Could you copy out every line of the data where the word "writer" occurs?

Dataset entries:

============================================================

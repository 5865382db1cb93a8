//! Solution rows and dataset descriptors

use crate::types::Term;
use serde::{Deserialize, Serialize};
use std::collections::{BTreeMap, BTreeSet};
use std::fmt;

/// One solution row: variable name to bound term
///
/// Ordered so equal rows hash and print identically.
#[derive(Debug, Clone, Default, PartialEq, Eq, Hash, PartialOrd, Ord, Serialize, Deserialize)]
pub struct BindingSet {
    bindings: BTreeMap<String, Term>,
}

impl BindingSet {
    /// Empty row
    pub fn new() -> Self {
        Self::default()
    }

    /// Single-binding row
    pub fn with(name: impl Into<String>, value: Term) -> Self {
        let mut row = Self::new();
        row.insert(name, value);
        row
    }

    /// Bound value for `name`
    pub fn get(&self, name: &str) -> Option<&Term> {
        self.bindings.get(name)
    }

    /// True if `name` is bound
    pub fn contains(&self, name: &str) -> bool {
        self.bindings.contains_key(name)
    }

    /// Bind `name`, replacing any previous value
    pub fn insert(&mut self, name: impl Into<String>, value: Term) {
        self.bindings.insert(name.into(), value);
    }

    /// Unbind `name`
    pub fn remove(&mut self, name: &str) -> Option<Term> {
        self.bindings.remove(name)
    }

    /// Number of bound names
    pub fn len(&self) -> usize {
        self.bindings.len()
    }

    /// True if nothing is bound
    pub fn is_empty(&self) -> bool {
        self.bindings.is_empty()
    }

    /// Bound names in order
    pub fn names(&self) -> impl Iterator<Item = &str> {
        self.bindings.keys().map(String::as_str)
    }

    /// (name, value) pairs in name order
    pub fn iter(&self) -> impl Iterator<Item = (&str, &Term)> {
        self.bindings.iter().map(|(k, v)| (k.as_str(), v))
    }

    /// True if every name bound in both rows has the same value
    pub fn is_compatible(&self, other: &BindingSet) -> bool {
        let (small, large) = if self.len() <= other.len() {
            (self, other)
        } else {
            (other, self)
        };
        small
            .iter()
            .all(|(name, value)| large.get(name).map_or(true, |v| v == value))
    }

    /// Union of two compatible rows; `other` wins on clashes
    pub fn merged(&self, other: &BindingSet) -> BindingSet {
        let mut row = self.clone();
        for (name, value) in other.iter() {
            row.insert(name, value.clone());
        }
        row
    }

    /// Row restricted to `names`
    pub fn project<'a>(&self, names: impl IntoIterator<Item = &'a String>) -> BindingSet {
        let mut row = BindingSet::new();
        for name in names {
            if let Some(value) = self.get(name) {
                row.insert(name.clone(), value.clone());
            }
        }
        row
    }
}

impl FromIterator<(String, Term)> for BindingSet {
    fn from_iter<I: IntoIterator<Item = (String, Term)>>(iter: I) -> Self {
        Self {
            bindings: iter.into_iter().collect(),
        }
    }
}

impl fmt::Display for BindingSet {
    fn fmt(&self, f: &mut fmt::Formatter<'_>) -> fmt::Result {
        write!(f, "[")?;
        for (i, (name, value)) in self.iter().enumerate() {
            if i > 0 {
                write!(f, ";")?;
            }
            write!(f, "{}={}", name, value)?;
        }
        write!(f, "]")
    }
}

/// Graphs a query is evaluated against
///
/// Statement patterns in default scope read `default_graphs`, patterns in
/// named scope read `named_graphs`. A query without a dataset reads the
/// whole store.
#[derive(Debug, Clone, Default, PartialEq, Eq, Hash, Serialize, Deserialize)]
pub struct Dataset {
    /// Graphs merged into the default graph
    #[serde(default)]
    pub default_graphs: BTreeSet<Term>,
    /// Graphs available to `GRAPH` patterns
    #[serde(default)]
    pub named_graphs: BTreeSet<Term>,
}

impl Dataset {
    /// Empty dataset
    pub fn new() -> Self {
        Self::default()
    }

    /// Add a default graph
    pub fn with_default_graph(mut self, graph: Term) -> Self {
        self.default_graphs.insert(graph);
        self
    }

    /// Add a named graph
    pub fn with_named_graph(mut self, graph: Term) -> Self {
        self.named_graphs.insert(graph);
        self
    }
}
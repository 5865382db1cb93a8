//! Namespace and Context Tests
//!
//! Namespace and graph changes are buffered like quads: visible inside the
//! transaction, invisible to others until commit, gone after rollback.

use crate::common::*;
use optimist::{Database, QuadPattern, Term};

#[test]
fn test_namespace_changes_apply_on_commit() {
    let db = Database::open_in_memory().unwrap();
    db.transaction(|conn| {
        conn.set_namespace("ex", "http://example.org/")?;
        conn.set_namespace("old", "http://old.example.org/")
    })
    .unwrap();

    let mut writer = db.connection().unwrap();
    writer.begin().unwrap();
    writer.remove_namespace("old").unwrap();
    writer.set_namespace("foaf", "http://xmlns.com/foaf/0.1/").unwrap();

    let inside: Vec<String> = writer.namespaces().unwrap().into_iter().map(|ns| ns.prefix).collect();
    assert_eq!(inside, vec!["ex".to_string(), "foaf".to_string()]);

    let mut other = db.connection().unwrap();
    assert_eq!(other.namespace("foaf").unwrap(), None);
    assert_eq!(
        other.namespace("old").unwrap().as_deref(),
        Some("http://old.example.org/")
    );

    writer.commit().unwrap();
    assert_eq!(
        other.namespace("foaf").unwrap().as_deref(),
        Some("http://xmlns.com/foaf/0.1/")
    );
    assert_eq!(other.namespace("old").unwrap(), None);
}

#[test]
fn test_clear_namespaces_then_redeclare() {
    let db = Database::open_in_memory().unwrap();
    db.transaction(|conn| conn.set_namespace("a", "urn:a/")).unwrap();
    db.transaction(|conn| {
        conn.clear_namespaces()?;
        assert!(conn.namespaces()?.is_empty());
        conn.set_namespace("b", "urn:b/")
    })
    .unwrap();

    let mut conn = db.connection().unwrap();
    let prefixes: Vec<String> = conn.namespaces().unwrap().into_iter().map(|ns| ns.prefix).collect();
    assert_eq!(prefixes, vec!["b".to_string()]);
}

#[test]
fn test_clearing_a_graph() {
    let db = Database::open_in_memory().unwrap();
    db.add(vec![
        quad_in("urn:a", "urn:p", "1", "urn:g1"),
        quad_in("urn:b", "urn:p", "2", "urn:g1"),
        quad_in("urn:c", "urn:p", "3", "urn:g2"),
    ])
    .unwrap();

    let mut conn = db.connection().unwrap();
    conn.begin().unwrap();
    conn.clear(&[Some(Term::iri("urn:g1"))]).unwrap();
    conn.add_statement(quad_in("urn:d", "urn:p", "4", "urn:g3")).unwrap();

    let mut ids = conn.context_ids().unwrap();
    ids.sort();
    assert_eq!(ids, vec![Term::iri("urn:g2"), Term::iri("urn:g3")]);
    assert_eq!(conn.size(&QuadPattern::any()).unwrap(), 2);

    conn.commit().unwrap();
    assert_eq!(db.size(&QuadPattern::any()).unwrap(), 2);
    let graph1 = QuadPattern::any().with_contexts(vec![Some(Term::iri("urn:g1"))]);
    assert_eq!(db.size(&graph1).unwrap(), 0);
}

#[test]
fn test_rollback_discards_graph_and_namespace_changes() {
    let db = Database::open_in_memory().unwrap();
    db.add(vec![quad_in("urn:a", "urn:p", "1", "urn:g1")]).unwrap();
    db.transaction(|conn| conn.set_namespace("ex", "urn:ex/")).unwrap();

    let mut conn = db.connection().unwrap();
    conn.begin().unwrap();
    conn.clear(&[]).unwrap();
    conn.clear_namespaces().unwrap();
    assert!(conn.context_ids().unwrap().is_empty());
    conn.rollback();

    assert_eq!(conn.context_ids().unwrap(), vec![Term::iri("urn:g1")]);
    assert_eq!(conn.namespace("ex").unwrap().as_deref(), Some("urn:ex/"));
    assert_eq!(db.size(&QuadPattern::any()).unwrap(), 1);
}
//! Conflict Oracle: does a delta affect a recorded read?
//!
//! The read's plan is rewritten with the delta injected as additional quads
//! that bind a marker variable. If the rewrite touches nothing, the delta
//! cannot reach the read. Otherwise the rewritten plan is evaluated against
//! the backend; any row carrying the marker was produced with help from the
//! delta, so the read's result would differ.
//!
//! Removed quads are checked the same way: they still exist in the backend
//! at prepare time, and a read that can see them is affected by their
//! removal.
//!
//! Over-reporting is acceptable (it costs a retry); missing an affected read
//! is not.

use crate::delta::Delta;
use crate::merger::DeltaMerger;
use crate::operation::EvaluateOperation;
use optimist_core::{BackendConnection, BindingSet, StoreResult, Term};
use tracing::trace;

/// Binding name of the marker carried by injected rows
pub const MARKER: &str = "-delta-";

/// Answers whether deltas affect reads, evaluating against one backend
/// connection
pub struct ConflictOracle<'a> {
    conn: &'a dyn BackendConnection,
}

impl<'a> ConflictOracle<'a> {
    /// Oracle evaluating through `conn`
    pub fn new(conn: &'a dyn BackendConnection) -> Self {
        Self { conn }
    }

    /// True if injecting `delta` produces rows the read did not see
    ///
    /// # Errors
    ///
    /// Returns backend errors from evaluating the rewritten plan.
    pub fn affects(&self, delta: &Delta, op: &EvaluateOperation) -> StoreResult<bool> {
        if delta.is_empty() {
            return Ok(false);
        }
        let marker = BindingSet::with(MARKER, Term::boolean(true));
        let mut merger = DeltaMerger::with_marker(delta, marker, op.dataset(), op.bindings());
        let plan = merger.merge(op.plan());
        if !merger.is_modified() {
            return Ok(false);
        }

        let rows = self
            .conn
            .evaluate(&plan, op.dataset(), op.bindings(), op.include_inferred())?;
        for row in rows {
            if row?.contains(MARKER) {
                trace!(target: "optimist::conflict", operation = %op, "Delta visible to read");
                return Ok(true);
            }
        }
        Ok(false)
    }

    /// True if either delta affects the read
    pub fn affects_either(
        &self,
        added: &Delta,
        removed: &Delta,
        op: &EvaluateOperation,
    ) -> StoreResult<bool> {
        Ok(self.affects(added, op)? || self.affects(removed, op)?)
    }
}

============================================================

- RESULT FOR THIS TASK -
    let mut writer = db.connection().unwrap();
    writer.begin().unwrap();
    writer.remove_namespace("old").unwrap();
    writer.set_namespace("foaf", "http://xmlns.com/foaf/0.1/").unwrap();
    let inside: Vec<String> = writer.namespaces().unwrap().into_iter().map(|ns| ns.prefix).collect();
    writer.commit().unwrap();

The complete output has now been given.